To the credit of intelligence agencies, it was India that had sent multiple warnings to Sri Lanka about the impending attack, including a phone call just an hour before the attack. But it failed to act on information provided by India. It is because of such enhanced capability in the last few years that India has not faced a major terrorist attack in the form of bomb blasts that were occurring so frequently when the Congress was in power. In fact, the agencies had prior information of the terrorist group
Jaish-e-Mohammed planning another Pulwama-type attack in Kashmir or elsewhere in a city like Delhi during Ramzan. That has been clearly avoided, though a thorough investigation must be launched into failure in avoiding Pulwama.
In central and east India, the Maoist insurgency, once called India’s biggest internal security threat by former Prime Minister Manmohan Singh, is on a decline. Most of the leaders of the CPI (Maoist) have been killed or arrested. Their last bastion now remains south Bastar.
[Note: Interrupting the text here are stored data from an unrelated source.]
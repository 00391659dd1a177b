//! The chat gateway: admission, presence, fan-out, and the WebSocket server.

pub mod events;
pub mod fanout;
pub mod identity;
pub mod lifecycle;
pub mod registry;
pub mod router;
pub mod server;
pub mod session;

use std::sync::Arc;

use chrono::{SecondsFormat, Utc};
use parking_lot::Mutex;

use crate::config::DuplicateLoginPolicy;

use fanout::GatewayBroadcast;
use identity::{AuthError, IdentityVerifier};
use lifecycle::LifecycleNotifier;
use registry::{DuplicateIdentity, PresenceRegistry};
use router::EventRouter;
use session::GatewaySession;

/// Shared gateway core. Cloneable; store in AppState.
#[derive(Clone)]
pub struct Gateway {
    registry: Arc<PresenceRegistry>,
    broadcast: GatewayBroadcast,
    verifier: Arc<dyn IdentityVerifier>,
    /// Held across a membership change and its announcement, so snapshots
    /// hit the fan-out channel in the same order the registry changed.
    membership: Arc<Mutex<()>>,
    notify_undelivered: bool,
}

impl Gateway {
    pub fn new(
        verifier: Arc<dyn IdentityVerifier>,
        policy: DuplicateLoginPolicy,
        notify_undelivered: bool,
    ) -> Self {
        Self {
            registry: Arc::new(PresenceRegistry::new(policy)),
            broadcast: GatewayBroadcast::new(),
            verifier,
            membership: Arc::new(Mutex::new(())),
            notify_undelivered,
        }
    }

    pub fn registry(&self) -> &PresenceRegistry {
        &self.registry
    }

    /// Identities currently online, in join order.
    pub fn online(&self) -> Vec<String> {
        self.registry.snapshot()
    }

    /// Verify a connection's proof of identity.
    pub async fn admit(&self, proof: Option<&str>) -> Result<String, AuthError> {
        identity::admit(self.verifier.as_ref(), proof).await
    }

    /// Register an admitted identity and announce it.
    ///
    /// The session subscribes to the fan-out hub before registering so its
    /// own join snapshot is the first thing it receives. Under the evict
    /// policy the superseded connection is told to close; it will not
    /// announce a departure because it no longer owns the identity.
    pub fn connect(&self, identity: String) -> Result<GatewaySession, DuplicateIdentity> {
        let mut session = GatewaySession::new(self.clone(), identity, self.broadcast.subscribe());
        let _membership = self.membership.lock();

        let evicted = match self
            .registry
            .register(session.connection_id().clone(), session.identity().to_string())
        {
            Ok(evicted) => evicted,
            Err(err) => {
                session.abandon();
                return Err(err);
            }
        };
        session.activate();

        if let Some(old) = evicted {
            tracing::info!(
                identity = %session.identity(),
                superseded = %old,
                "duplicate login superseded prior connection"
            );
            self.broadcast.evict(old);
        }

        self.lifecycle()
            .announce_join(session.connection_id(), session.identity());

        tracing::info!(
            connection = %session.connection_id(),
            identity = %session.identity(),
            online = self.registry.len(),
            "gateway session established"
        );
        Ok(session)
    }

    /// Unregister `session` and announce the departure if it still owned its
    /// identity.
    pub(crate) fn disconnect(&self, session: &GatewaySession) -> Option<String> {
        let _membership = self.membership.lock();
        let freed = self.registry.unregister(session.connection_id());
        self.lifecycle()
            .announce_leave(session.connection_id(), freed.as_deref());
        freed
    }

    pub(crate) fn lifecycle(&self) -> LifecycleNotifier<'_> {
        LifecycleNotifier::new(&self.registry, &self.broadcast)
    }

    pub(crate) fn router(&self) -> EventRouter<'_> {
        EventRouter::new(&self.registry, &self.broadcast, self.notify_undelivered)
    }
}

/// Wall-clock timestamp used when a sender omits one.
pub(crate) fn now_timestamp() -> String {
    Utc::now().to_rfc3339_opts(SecondsFormat::Millis, true)
}

pub(crate) fn timestamp_or_now(timestamp: Option<String>) -> String {
    timestamp
        .filter(|t| !t.trim().is_empty())
        .unwrap_or_else(now_timestamp)
}
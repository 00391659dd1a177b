//! Static username/password directory backing the login route.

use std::collections::HashMap;

/// Credentials accepted by `POST /api/v1/auth/login`.
#[derive(Debug, Clone, Default)]
pub struct UserDirectory {
    users: HashMap<String, String>,
}

impl UserDirectory {
    pub fn new(users: HashMap<String, String>) -> Self {
        Self { users }
    }

    /// Returns true when `username` exists and `password` matches.
    pub fn check(&self, username: &str, password: &str) -> bool {
        self.users
            .get(username)
            .is_some_and(|expected| expected == password)
    }

    pub fn len(&self) -> usize {
        self.users.len()
    }

    pub fn is_empty(&self) -> bool {
        self.users.is_empty()
    }
}
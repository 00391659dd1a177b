//! Broadcast hub for dispatching chat events to connected sessions.
//!
//! Uses a single `tokio::sync::broadcast` channel. Every payload carries a
//! [`Target`]; each session subscribes once and drops payloads that are not
//! addressed to its connection.

use std::sync::Arc;

use tokio::sync::broadcast;

use super::events::ChatEvent;
use super::session::ConnectionId;

/// Capacity of the broadcast channel. Slow receivers that fall behind will
/// skip messages (RecvError::Lagged).
const BROADCAST_CAPACITY: usize = 4096;

/// Which connections a payload is delivered to.
#[derive(Debug, Clone, PartialEq, Eq)]
pub enum Target {
    All,
    AllExcept(ConnectionId),
    Only(ConnectionId),
}

impl Target {
    pub fn includes(&self, connection: &ConnectionId) -> bool {
        match self {
            Target::All => true,
            Target::AllExcept(excluded) => excluded != connection,
            Target::Only(only) => only == connection,
        }
    }
}

#[derive(Debug, Clone)]
pub enum Outbound {
    Event(ChatEvent),
    /// The addressed connection was superseded by a newer login and must close.
    Evict,
}

/// A payload broadcast to all subscribed sessions.
#[derive(Debug, Clone)]
pub struct BroadcastPayload {
    pub target: Target,
    pub outbound: Outbound,
}

/// The global broadcast hub. Cloneable; store in AppState.
#[derive(Clone)]
pub struct GatewayBroadcast {
    sender: broadcast::Sender<Arc<BroadcastPayload>>,
}

impl GatewayBroadcast {
    pub fn new() -> Self {
        let (sender, _) = broadcast::channel(BROADCAST_CAPACITY);
        Self { sender }
    }

    /// Subscribe to the broadcast channel. Each gateway session calls this
    /// once, before it registers, so it sees its own join snapshot.
    pub fn subscribe(&self) -> broadcast::Receiver<Arc<BroadcastPayload>> {
        self.sender.subscribe()
    }

    pub fn dispatch(&self, payload: BroadcastPayload) {
        // send() returns Err if there are no receivers, which is fine.
        let _ = self.sender.send(Arc::new(payload));
    }

    pub fn send(&self, target: Target, event: ChatEvent) {
        self.dispatch(BroadcastPayload {
            target,
            outbound: Outbound::Event(event),
        });
    }

    /// Tell a superseded connection to close.
    pub fn evict(&self, connection: ConnectionId) {
        self.dispatch(BroadcastPayload {
            target: Target::Only(connection),
            outbound: Outbound::Evict,
        });
    }
}

impl Default for GatewayBroadcast {
    fn default() -> Self {
        Self::new()
    }
}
In the last few years, Maoists have indulged in a killing spree of Adivasis on suspicion of them being police informers. This has resulted in the local population turning against them in several areas. Some of them are coming forward now, providing information to security forces about Maoists. But, even now, Maoists possess the capability to strike at security forces, especially through their expertise in improvised explosive devices. While the fighting capability of security forces through better- trained forces like COBRA has enhanced, the ordinary CRPF jawan, deployed in Maoist-affected areas, and state police forces, still have a long way to go. The Central paramilitary forces have for long been demanding that their own officers be allowed to grow and lead, instead of bringing IPS officers from outside. The new Home Minister must look into some of these grievances.
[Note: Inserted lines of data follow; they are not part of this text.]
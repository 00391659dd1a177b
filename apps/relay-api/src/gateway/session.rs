//! Per-connection gateway session state.

use std::fmt;
use std::sync::atomic::{AtomicU64, Ordering};
use std::sync::Arc;

use serde::Serialize;
use tokio::sync::broadcast;

use super::events::{ChatEvent, GatewayMessage, InboundEvent};
use super::fanout::{BroadcastPayload, Outbound};
use super::router::RouteError;
use super::Gateway;

/// Opaque handle for one live connection (`conn_` prefixed ULID).
#[derive(Debug, Clone, PartialEq, Eq, Hash, Serialize)]
#[serde(transparent)]
pub struct ConnectionId(String);

impl ConnectionId {
    pub fn generate() -> Self {
        Self(relay_common::prefixed_ulid(relay_common::id::prefix::CONNECTION))
    }

    pub fn as_str(&self) -> &str {
        &self.0
    }
}

impl From<&str> for ConnectionId {
    fn from(id: &str) -> Self {
        Self(id.to_string())
    }
}

impl fmt::Display for ConnectionId {
    fn fmt(&self, f: &mut fmt::Formatter<'_>) -> fmt::Result {
        f.write_str(&self.0)
    }
}

#[derive(Debug, Clone, Copy, PartialEq, Eq)]
pub enum ConnectionState {
    Unauthenticated,
    Active,
    /// Terminal.
    Closed,
}

/// What a session's fan-out receiver yields.
#[derive(Debug, Clone, PartialEq)]
pub enum Delivery {
    Event(ChatEvent),
    /// A newer login for the same identity took over this session.
    Superseded,
}

/// State for a single gateway connection.
///
/// Dropping an active session unregisters it and announces the departure,
/// so a cancelled connection task never leaves presence behind.
pub struct GatewaySession {
    connection_id: ConnectionId,
    identity: String,
    state: ConnectionState,
    /// Monotonically increasing sequence number for dispatch events.
    seq: AtomicU64,
    events: broadcast::Receiver<Arc<BroadcastPayload>>,
    gateway: Gateway,
}

impl GatewaySession {
    pub(super) fn new(
        gateway: Gateway,
        identity: String,
        events: broadcast::Receiver<Arc<BroadcastPayload>>,
    ) -> Self {
        Self {
            connection_id: ConnectionId::generate(),
            identity,
            state: ConnectionState::Unauthenticated,
            seq: AtomicU64::new(0),
            events,
            gateway,
        }
    }

    pub fn connection_id(&self) -> &ConnectionId {
        &self.connection_id
    }

    pub fn identity(&self) -> &str {
        &self.identity
    }

    pub fn state(&self) -> ConnectionState {
        self.state
    }

    pub(super) fn activate(&mut self) {
        debug_assert_eq!(self.state, ConnectionState::Unauthenticated);
        self.state = ConnectionState::Active;
    }

    /// Mark a session that never became active as closed.
    pub(super) fn abandon(&mut self) {
        if self.state == ConnectionState::Unauthenticated {
            self.state = ConnectionState::Closed;
        }
    }

    /// Get the next sequence number for a dispatch event.
    pub fn next_seq(&self) -> u64 {
        self.seq.fetch_add(1, Ordering::Relaxed) + 1
    }

    /// Wrap an event in a DISPATCH frame with this session's next seq.
    pub fn frame(&self, event: &ChatEvent) -> GatewayMessage {
        GatewayMessage::dispatch(event.event_name(), self.next_seq(), event.payload())
    }

    /// Route an inbound event from this connection.
    pub fn handle(&self, event: InboundEvent) -> Result<(), RouteError> {
        self.gateway.router().route(self, event)
    }

    /// Wait for the next delivery addressed to this connection. Returns
    /// `None` once the hub is gone or the session is closed.
    pub async fn next(&mut self) -> Option<Delivery> {
        loop {
            if self.state == ConnectionState::Closed {
                return None;
            }
            match self.events.recv().await {
                Ok(payload) => {
                    if let Some(delivery) = self.accept(&payload) {
                        return Some(delivery);
                    }
                }
                Err(broadcast::error::RecvError::Lagged(n)) => {
                    tracing::warn!(
                        connection = %self.connection_id,
                        skipped = n,
                        "gateway session lagged behind broadcast"
                    );
                }
                Err(broadcast::error::RecvError::Closed) => return None,
            }
        }
    }

    /// Non-blocking variant of [`next`](Self::next).
    pub fn try_next(&mut self) -> Option<Delivery> {
        loop {
            if self.state == ConnectionState::Closed {
                return None;
            }
            match self.events.try_recv() {
                Ok(payload) => {
                    if let Some(delivery) = self.accept(&payload) {
                        return Some(delivery);
                    }
                }
                Err(broadcast::error::TryRecvError::Lagged(n)) => {
                    tracing::warn!(
                        connection = %self.connection_id,
                        skipped = n,
                        "gateway session lagged behind broadcast"
                    );
                }
                Err(_) => return None,
            }
        }
    }

    fn accept(&self, payload: &BroadcastPayload) -> Option<Delivery> {
        if !payload.target.includes(&self.connection_id) {
            return None;
        }
        match &payload.outbound {
            Outbound::Event(event) => Some(Delivery::Event(event.clone())),
            Outbound::Evict => Some(Delivery::Superseded),
        }
    }

    /// Close the session: unregister and announce the departure. Idempotent.
    pub fn close(&mut self) {
        match self.state {
            ConnectionState::Closed => {}
            ConnectionState::Unauthenticated => self.state = ConnectionState::Closed,
            ConnectionState::Active => {
                self.state = ConnectionState::Closed;
                let freed = self.gateway.disconnect(self);
                tracing::info!(
                    connection = %self.connection_id,
                    identity = %self.identity,
                    announced = freed.is_some(),
                    "gateway session closed"
                );
            }
        }
    }
}

impl Drop for GatewaySession {
    fn drop(&mut self) {
        self.close();
    }
}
Towards the end, the realisation that internal security remains a police matter is extremely important. Last year, National Security Advisor Ajit Doval laid it clearly. Referring to increased used of technology in subversion, Doval called it the fourth- generation war and said “this is the war of a policeman and if you [police] win, the country wins and if you lose, then the country loses.” Keeping this in mind now would be a good time to seriously engage in the process of police reforms. Despite recommendations in favour of major police reforms since the early 70s, not much has moved in this regard. The directives to the Centre as well as state governments by the Supreme Court in the former IPS officer Prakash Singh’s case have so far not been acted upon.
As Amit Shah begins his work, it is time to realise that without these measures, hoping for a concrete internal security grid will only remain a utopia.